Quantum Approximate Optimization of Integer Graph Problems and Surpassing Semidefinite Programming for Max-k-Cut
Anuj Apte, Sami Boulebnane, Yuwei Jin, Sivaprasad Omanakuttan, Michael A. Perlin, Ruslan Shaydulin
TL;DR
The paper studies qudit-based QAOA for integer graph optimization, focusing on Max-$k$-Cut and encoding each label as a qudit level. It derives an explicit, instance-independent depth-$p$ edge expectation formula on high-girth $d$-regular graphs and shows Hadamard-based acceleration reduces evaluation time to $O(p^2 k^{2p+2}\log k)$, enabling parameter optimization across graphs. Empirically, QAOA at shallow depths surpasses the Frieze-Jerrum SDP in certain $(k,d)$ regimes, while a DSatur-inspired heuristic provides a strong classical baseline; extrapolations suggest QAOA may overtake this heuristic at larger depths.
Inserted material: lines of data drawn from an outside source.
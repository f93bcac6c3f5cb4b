//! End-to-end tests: publisher and subscriber roles wired through the mock
//! transport, verifying the delivery-error counters the subscriber reports.

#![cfg(feature = "transport-mock")]

use std::sync::Arc;
use std::time::Duration;

use bytes::Bytes;

use mq_verify::metrics::stats::Stats;
use mq_verify::payload::generate_payload;
use mq_verify::roles::publisher::{run_publisher, PublisherConfig, SequenceErrorSimulation};
use mq_verify::roles::subscriber::{run_subscriber, SubscriberConfig};
use mq_verify::time_sync::now_unix_ns_estimate;
use mq_verify::transport::{ConnectOptions, Engine, TransportBuilder};
use mq_verify::wire::MessageProperties;

fn subscriber_config(
    expr: &str,
    stats: Arc<Stats>,
    duration_secs: Option<u64>,
    stop_at_target: bool,
) -> SubscriberConfig {
    SubscriberConfig {
        engine: Engine::Mock,
        connect: ConnectOptions::default(),
        key_expr: expr.to_string(),
        duration_secs,
        stop_at_target,
        output_file: None,
        snapshot_interval_secs: 1,
        shared_stats: Some(stats),
        disable_internal_snapshot: true,
    }
}

fn publisher_config(
    topic: &str,
    stats: Arc<Stats>,
    message_count: u64,
    simulation: SequenceErrorSimulation,
) -> PublisherConfig {
    PublisherConfig {
        engine: Engine::Mock,
        connect: ConnectOptions::default(),
        key_expr: topic.to_string(),
        payload_size: 64,
        rate: None,
        message_count: Some(message_count),
        duration_secs: None,
        output_file: None,
        snapshot_interval_secs: 1,
        shared_stats: Some(stats),
        disable_internal_snapshot: true,
        simulation,
    }
}

#[tokio::test]
async fn clean_stream_end_to_end() {
    let sub_stats = Arc::new(Stats::new());
    let sub = tokio::spawn(run_subscriber(subscriber_config(
        "e2e-clean/**",
        sub_stats.clone(),
        Some(10),
        true,
    )));
    tokio::time::sleep(Duration::from_millis(200)).await;

    let pub_stats = Arc::new(Stats::new());
    run_publisher(publisher_config(
        "e2e-clean/topic/0",
        pub_stats.clone(),
        200,
        SequenceErrorSimulation::default(),
    ))
    .await
    .expect("publisher");

    sub.await.expect("join").expect("subscriber");

    let snap = sub_stats.snapshot().await;
    assert_eq!(snap.received_count, 200);
    assert_eq!(snap.out_of_seq_count, 0);
    assert_eq!(snap.duplicate_count, 0);
    assert_eq!(snap.loss_count, 0);
    assert_eq!(pub_stats.snapshot().await.sent_count, 200);
}

#[tokio::test]
async fn simulated_loss_is_counted() {
    let sub_stats = Arc::new(Stats::new());
    let sub = tokio::spawn(run_subscriber(subscriber_config(
        "e2e-loss/**",
        sub_stats.clone(),
        Some(2),
        false,
    )));
    tokio::time::sleep(Duration::from_millis(200)).await;

    let simulation = SequenceErrorSimulation {
        loss: true,
        out_of_order: false,
        duplicate: false,
        ratio: 0.3,
        seed: Some(42),
    };
    let pub_stats = Arc::new(Stats::new());
    run_publisher(publisher_config(
        "e2e-loss/topic/0",
        pub_stats.clone(),
        300,
        simulation,
    ))
    .await
    .expect("publisher");

    sub.await.expect("join").expect("subscriber");

    // Seed 42 at ratio 0.3 drops 89 of 300 messages, sequence 0 among them.
    // The first delivered message becomes the baseline, so the slot below it
    // goes unreported and the remaining 88 gaps are counted against the
    // advisory target at close.
    let snap = sub_stats.snapshot().await;
    assert_eq!(snap.received_count, 211);
    assert_eq!(snap.loss_count, 88);
    assert_eq!(snap.duplicate_count, 0);
    assert_eq!(snap.out_of_seq_count, 0);
}

async fn publish_stamped(topic: &str, stamps: &[(i64, i64)]) {
    let transport = TransportBuilder::connect(Engine::Mock, ConnectOptions::default())
        .await
        .expect("connect");
    let publisher = transport.create_publisher(topic).await.expect("publisher");
    for &(sequence, target) in stamps {
        let mut properties = MessageProperties::new();
        properties.set_sequence_number(sequence);
        properties.set_sequence_target_max(target);
        let payload = generate_payload(sequence as u64, now_unix_ns_estimate(), 64);
        publisher
            .publish(&properties, Bytes::from(payload))
            .await
            .expect("publish");
    }
}

#[tokio::test]
async fn hand_stamped_gap_and_duplicate_are_counted() {
    let sub_stats = Arc::new(Stats::new());
    let sub = tokio::spawn(run_subscriber(subscriber_config(
        "e2e-stamped/**",
        sub_stats.clone(),
        Some(1),
        false,
    )));
    tokio::time::sleep(Duration::from_millis(200)).await;

    // Sequence 3 is lost, 1 is duplicated, and 5..=6 never arrive.
    let stamps: Vec<(i64, i64)> = [0, 1, 1, 2, 4].iter().map(|&n| (n, 6)).collect();
    publish_stamped("e2e-stamped/topic/0", &stamps).await;

    sub.await.expect("join").expect("subscriber");

    let snap = sub_stats.snapshot().await;
    assert_eq!(snap.received_count, 5);
    assert_eq!(snap.duplicate_count, 1);
    assert_eq!(snap.loss_count, 3);
    assert_eq!(snap.out_of_seq_count, 0);
}

#[tokio::test]
async fn window_resolved_swap_stays_clean_and_stops_at_target() {
    let sub_stats = Arc::new(Stats::new());
    let sub = tokio::spawn(run_subscriber(subscriber_config(
        "e2e-swap/**",
        sub_stats.clone(),
        Some(10),
        true,
    )));
    tokio::time::sleep(Duration::from_millis(200)).await;

    let stamps: Vec<(i64, i64)> = [0, 2, 1, 3].iter().map(|&n| (n, 3)).collect();
    publish_stamped("e2e-swap/topic/0", &stamps).await;

    sub.await.expect("join").expect("subscriber");

    let snap = sub_stats.snapshot().await;
    assert_eq!(snap.received_count, 4);
    assert_eq!(snap.out_of_seq_count, 0);
    assert_eq!(snap.duplicate_count, 0);
    assert_eq!(snap.loss_count, 0);
}

#[tokio::test]
async fn topics_fan_out_to_independent_trackers() {
    let sub_stats = Arc::new(Stats::new());
    let sub = tokio::spawn(run_subscriber(subscriber_config(
        "e2e-fanout/**",
        sub_stats.clone(),
        Some(1),
        false,
    )));
    tokio::time::sleep(Duration::from_millis(200)).await;

    // Each topic restarts at 0; per-topic trackers must not see the other's
    // stream as duplication.
    publish_stamped("e2e-fanout/topic/0", &[(0, 2), (1, 2), (2, 2)]).await;
    publish_stamped("e2e-fanout/topic/1", &[(0, 2), (1, 2), (2, 2)]).await;

    sub.await.expect("join").expect("subscriber");

    let snap = sub_stats.snapshot().await;
    assert_eq!(snap.received_count, 6);
    assert_eq!(snap.out_of_seq_count, 0);
    assert_eq!(snap.duplicate_count, 0);
    assert_eq!(snap.loss_count, 0);
}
The work broadens quantum advantage prospects by extending QAOA to integer optimization, discusses gate-level implementations on qubit hardware for $k$ a power of two, and outlines future directions to generalize the approach and strengthen classical baselines.
Abstract
Quantum algorithms for binary optimization problems have been the subject of extensive study. However, the application of quantum algorithms to integer optimization problems remains comparatively unexplored. In this paper, we study the Quantum Approximate Optimization Algorithm (QAOA) applied to integer problems on graphs, with each integer variable encoded in a qudit. We derive a general iterative formula for depth-$p$ QAOA expectation on high-girth $d$-regular graphs of arbitrary size. The cost of evaluating the formula is exponential in the QAOA depth $p$ but does not depend on the graph size. Evaluating this formula for Max-$k$-Cut problem for $p\leq 4$, we identify parameter regimes ($k=3$ with degree $d \leq 10$ and $k=4$ with $d \leq 40$) in which QAOA outperforms the Frieze-Jerrum semi-definite programming (SDP) algorithm, which provides the best worst-case guarantee on the approximation ratio. To strengthen the classical baseline we introduce a new heuristic algorithm, based on the degree-of-saturation, that empirically outperforms both the Frieze-Jerrum algorithm and shallow-depth QAOA. Nevertheless, we provide numerical evidence that QAOA may overtake this heuristic at depth $p\leq 20$. Our results show that moving beyond binary to integer optimization problems can open up new avenues for quantum advantage.